• _Task brief_
In the data, find each line where the word "vertical" appears and list that line.

• _The input_
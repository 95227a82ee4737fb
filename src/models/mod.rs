use std::collections::BTreeMap;

use chrono::NaiveDate;
use serde::{Deserialize, Serialize};

/// City row from the database
#[derive(Debug, Clone, Serialize, Deserialize, sqlx::FromRow)]
pub struct City {
    pub id: i64,
    pub province: String,
    pub country: String,
    pub country_code: String,
    pub country_population: i64,
}

/// Dated case-count row belonging to a city
#[derive(Debug, Clone, Serialize, Deserialize, sqlx::FromRow)]
pub struct DataRecord {
    pub id: i64,
    pub city_id: i64,
    pub date: String,
    pub confirmed: i64,
    pub deaths: i64,
    pub recovered: i64,
}

/// Request body for POST /create_city
#[derive(Debug, Clone, Deserialize)]
pub struct CreateCity {
    pub province: String,
    pub country: String,
    pub country_code: String,
    pub country_population: i64,
}

/// Request body for POST /create_data
///
/// The date is parsed at the schema layer; a malformed date is rejected
/// before it reaches the database.
#[derive(Debug, Clone, Deserialize)]
pub struct CreateData {
    pub date: NaiveDate,
    #[serde(default)]
    pub confirmed: i64,
    #[serde(default)]
    pub deaths: i64,
    #[serde(default)]
    pub recovered: i64,
}

/// Response for GET /sync_coronavirus_data/jhu
#[derive(Debug, Serialize, Deserialize)]
pub struct SyncResponse {
    pub message: String,
}

/// Top-level shape of the JHU locations feed
#[derive(Debug, Deserialize)]
pub struct LocationsFeed {
    pub locations: Vec<FeedLocation>,
}

/// One location entry from the feed
///
/// `timelines` is only present when the feed is requested with
/// `timelines=true`.
#[derive(Debug, Deserialize)]
pub struct FeedLocation {
    pub province: String,
    pub country: String,
    pub country_code: String,
    pub country_population: i64,
    #[serde(default)]
    pub timelines: Option<FeedTimelines>,
}

#[derive(Debug, Deserialize)]
pub struct FeedTimelines {
    pub confirmed: FeedTimeline,
    pub deaths: FeedTimeline,
}

/// Timestamp -> cumulative count. BTreeMap keeps the dates in order.
#[derive(Debug, Deserialize)]
pub struct FeedTimeline {
    pub timeline: BTreeMap<String, i64>,
}
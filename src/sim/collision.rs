//! Axis-aligned collision tests
//!
//! Every entity pair is a plain AABB overlap except the wall case, where the
//! player must thread the vertical gap between the two segments.

use super::state::{Bonus, Obstacle, ObstacleBody, Player};

/// AABB overlap between two top-left-anchored rectangles
#[inline]
pub fn aabb_overlap(
    ax: f32,
    ay: f32,
    aw: f32,
    ah: f32,
    bx: f32,
    by: f32,
    bw: f32,
    bh: f32,
) -> bool {
    ax + aw > bx && ax < bx + bw && ay + ah > by && ay < by + bh
}

/// Player vs obstacle, dispatching on the obstacle body
pub fn player_hits_obstacle(player: &Player, obstacle: &Obstacle) -> bool {
    match &obstacle.body {
        ObstacleBody::Wall { gap } => player_hits_wall(player, obstacle, *gap),
        _ => aabb_overlap(
            player.pos.x,
            player.pos.y,
            player.size,
            player.size,
            obstacle.pos.x,
            obstacle.pos.y,
            obstacle.width,
            obstacle.height,
        ),
    }
}

/// Gap-wall test: collision iff the spans overlap horizontally and the
/// player's vertical span is NOT fully inside the gap, or the player does
/// not fit through it at all.
fn player_hits_wall(player: &Player, wall: &Obstacle, gap: f32) -> bool {
    let horizontal_overlap =
        player.pos.x + player.size > wall.pos.x && player.pos.x < wall.pos.x + wall.width;
    if !horizontal_overlap {
        return false;
    }

    let gap_top = wall.pos.y + wall.height;
    let gap_bottom = gap_top + gap;
    let fully_in_gap = player.pos.y >= gap_top && player.pos.y + player.size <= gap_bottom;
    let fits_in_gap = player.size <= gap;

    !(fully_in_gap && fits_in_gap)
}

/// Player vs bonus (fixed square probe)
pub fn player_hits_bonus(player: &Player, bonus: &Bonus, bonus_size: f32) -> bool {
    aabb_overlap(
        player.pos.x,
        player.pos.y,
        player.size,
        player.size,
        bonus.pos.x,
        bonus.pos.y,
        bonus_size,
        bonus_size,
    )
}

• _Response_
//! player must thread the vertical gap between the two segments.
/// player's vertical span is NOT fully inside the gap, or the player does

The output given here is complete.